Work order
Please write out, exactly as given, every line of the entries below up to and including the line with "pub trait Element: Send".

(Collected data)
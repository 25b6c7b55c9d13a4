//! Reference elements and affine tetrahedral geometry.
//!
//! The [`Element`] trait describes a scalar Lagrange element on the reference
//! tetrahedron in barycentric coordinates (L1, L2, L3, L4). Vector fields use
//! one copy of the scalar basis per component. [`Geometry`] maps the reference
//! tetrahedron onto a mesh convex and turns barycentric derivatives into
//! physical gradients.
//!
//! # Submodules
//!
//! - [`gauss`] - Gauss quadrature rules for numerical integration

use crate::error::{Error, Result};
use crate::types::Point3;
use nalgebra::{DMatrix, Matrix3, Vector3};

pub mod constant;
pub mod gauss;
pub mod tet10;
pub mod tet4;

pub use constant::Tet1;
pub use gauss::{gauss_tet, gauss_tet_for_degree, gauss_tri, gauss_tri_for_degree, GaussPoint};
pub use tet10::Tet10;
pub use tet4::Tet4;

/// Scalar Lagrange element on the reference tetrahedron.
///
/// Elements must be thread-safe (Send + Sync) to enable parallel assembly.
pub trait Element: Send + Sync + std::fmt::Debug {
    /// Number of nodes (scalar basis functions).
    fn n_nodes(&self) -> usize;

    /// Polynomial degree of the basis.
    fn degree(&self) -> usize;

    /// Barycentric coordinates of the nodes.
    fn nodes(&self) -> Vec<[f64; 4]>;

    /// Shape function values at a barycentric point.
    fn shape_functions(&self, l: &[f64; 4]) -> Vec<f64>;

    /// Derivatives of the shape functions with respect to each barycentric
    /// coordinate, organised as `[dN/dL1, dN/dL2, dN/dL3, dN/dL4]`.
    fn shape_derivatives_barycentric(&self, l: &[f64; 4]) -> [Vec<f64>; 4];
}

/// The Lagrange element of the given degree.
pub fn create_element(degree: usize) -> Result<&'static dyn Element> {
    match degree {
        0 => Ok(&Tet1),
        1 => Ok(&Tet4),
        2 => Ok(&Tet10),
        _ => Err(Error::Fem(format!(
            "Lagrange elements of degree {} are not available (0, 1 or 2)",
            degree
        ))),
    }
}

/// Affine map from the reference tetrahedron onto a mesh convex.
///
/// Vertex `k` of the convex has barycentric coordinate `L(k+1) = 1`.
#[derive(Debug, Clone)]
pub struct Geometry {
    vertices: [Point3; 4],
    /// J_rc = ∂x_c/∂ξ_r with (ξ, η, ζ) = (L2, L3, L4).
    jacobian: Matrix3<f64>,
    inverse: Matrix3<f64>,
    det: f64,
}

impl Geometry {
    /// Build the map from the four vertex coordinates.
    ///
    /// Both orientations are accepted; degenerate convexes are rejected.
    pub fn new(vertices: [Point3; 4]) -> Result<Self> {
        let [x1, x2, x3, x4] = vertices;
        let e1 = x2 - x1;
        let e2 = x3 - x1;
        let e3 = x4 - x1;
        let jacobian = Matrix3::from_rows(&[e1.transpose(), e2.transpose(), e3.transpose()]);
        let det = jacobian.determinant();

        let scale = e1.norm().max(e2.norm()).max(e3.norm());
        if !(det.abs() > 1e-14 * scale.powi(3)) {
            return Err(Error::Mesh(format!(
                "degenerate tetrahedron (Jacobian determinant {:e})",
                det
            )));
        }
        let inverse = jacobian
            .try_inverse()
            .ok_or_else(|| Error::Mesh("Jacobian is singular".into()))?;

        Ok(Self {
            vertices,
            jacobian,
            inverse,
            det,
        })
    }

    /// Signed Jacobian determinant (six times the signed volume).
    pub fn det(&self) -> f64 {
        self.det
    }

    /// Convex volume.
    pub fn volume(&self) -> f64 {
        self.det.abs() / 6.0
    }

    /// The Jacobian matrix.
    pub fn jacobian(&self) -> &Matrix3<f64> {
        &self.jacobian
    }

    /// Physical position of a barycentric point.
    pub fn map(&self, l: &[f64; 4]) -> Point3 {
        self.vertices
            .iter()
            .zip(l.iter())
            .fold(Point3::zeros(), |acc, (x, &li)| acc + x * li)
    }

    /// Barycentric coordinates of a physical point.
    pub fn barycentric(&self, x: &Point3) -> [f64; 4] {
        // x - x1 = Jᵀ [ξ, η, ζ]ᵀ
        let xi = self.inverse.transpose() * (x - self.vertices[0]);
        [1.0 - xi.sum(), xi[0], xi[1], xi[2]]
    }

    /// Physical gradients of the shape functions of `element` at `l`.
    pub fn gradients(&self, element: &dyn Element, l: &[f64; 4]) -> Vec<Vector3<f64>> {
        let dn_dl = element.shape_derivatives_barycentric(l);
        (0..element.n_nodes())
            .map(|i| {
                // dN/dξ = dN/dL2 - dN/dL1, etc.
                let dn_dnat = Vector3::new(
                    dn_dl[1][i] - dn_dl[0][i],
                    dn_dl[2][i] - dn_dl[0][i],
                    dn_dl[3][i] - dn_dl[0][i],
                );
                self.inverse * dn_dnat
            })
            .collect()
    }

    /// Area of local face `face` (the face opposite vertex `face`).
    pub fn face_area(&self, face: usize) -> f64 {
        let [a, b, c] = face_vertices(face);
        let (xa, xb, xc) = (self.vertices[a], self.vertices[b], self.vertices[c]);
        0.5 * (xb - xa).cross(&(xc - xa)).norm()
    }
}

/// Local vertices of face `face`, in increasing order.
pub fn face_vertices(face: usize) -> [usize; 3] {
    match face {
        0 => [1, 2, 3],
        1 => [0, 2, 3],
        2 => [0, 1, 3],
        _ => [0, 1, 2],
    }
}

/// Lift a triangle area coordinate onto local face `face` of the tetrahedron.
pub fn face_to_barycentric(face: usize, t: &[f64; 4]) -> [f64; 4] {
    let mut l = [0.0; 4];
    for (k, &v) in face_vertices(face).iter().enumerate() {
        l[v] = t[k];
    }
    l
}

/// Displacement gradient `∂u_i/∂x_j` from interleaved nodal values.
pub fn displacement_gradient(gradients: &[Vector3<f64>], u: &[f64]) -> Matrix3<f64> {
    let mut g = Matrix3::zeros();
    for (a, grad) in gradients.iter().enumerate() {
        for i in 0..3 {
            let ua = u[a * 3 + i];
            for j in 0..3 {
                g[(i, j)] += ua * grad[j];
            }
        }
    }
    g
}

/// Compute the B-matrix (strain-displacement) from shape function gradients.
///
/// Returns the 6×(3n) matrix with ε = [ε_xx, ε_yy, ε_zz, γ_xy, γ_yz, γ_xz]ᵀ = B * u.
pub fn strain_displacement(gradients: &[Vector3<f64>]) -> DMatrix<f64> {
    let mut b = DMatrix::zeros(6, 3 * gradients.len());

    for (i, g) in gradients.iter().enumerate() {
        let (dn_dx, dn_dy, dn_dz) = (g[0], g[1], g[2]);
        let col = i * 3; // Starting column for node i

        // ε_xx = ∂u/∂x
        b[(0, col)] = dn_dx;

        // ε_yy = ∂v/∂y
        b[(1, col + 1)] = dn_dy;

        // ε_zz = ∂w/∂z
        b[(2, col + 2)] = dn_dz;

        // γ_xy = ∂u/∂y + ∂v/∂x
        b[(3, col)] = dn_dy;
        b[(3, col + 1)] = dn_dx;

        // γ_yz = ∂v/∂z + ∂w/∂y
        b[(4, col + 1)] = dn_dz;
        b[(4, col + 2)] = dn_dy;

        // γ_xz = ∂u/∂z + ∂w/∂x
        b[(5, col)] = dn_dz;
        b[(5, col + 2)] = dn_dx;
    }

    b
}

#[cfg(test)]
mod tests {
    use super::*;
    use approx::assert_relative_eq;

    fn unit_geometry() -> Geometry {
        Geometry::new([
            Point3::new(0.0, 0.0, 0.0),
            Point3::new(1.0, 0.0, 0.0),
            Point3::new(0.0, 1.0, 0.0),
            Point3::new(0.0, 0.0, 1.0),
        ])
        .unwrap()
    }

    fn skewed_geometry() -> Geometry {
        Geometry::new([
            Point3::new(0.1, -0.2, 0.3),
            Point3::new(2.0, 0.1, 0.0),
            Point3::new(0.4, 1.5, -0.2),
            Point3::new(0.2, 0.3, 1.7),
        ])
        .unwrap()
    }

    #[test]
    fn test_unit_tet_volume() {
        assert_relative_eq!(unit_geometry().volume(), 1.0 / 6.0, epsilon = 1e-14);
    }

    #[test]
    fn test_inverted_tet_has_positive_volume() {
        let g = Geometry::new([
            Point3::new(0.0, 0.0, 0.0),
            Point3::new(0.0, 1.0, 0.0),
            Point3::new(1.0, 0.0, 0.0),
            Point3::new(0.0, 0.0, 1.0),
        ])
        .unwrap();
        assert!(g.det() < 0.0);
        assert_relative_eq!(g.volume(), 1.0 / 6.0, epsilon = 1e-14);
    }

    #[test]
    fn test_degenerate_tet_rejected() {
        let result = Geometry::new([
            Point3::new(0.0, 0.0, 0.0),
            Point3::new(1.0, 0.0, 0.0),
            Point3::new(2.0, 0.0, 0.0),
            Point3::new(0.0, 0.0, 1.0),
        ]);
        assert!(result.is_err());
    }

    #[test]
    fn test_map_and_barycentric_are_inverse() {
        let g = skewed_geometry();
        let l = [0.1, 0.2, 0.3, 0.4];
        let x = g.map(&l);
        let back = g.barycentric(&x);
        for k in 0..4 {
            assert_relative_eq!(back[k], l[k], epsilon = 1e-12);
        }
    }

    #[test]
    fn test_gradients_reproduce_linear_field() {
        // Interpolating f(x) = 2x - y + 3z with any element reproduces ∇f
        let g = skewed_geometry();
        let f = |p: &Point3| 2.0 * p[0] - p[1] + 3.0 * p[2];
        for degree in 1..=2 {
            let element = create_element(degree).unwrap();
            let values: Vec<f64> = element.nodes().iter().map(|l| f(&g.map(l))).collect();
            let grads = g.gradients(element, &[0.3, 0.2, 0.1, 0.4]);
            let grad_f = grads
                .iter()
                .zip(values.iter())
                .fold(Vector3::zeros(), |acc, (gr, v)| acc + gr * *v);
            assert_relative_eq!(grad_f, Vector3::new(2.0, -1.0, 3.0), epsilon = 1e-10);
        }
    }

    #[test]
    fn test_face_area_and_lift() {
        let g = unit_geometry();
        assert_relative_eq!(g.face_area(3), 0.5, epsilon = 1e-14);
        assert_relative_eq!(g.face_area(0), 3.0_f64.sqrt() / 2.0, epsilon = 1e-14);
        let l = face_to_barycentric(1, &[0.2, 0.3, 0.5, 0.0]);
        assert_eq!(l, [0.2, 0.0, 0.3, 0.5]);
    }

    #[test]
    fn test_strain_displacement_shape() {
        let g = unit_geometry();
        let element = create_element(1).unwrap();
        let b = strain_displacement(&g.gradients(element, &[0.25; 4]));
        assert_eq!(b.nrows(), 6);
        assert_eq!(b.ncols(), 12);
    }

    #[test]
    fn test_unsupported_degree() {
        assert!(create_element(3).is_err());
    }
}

Your solution
repository 25b6c7b55c9d13a4
//! Reference elements and affine tetrahedral geometry.
//!
//! The [`Element`] trait describes a scalar Lagrange element on the reference
//! tetrahedron in barycentric coordinates (L1, L2, L3, L4). Vector fields use
//! one copy of the scalar basis per component. [`Geometry`] maps the reference
//! tetrahedron onto a mesh convex and turns barycentric derivatives into
//! physical gradients.
//!
//! # Submodules
//!
//! - [`gauss`] - Gauss quadrature rules for numerical integration

use crate::error::{Error, Result};
use crate::types::Point3;
use nalgebra::{DMatrix, Matrix3, Vector3};

pub mod constant;
pub mod gauss;
pub mod tet10;
pub mod tet4;

pub use constant::Tet1;
pub use gauss::{gauss_tet, gauss_tet_for_degree, gauss_tri, gauss_tri_for_degree, GaussPoint};
pub use tet10::Tet10;
pub use tet4::Tet4;

/// Scalar Lagrange element on the reference tetrahedron.
///
/// Elements must be thread-safe (Send + Sync) to enable parallel assembly.
pub trait Element: Send + Sync + std::fmt::Debug {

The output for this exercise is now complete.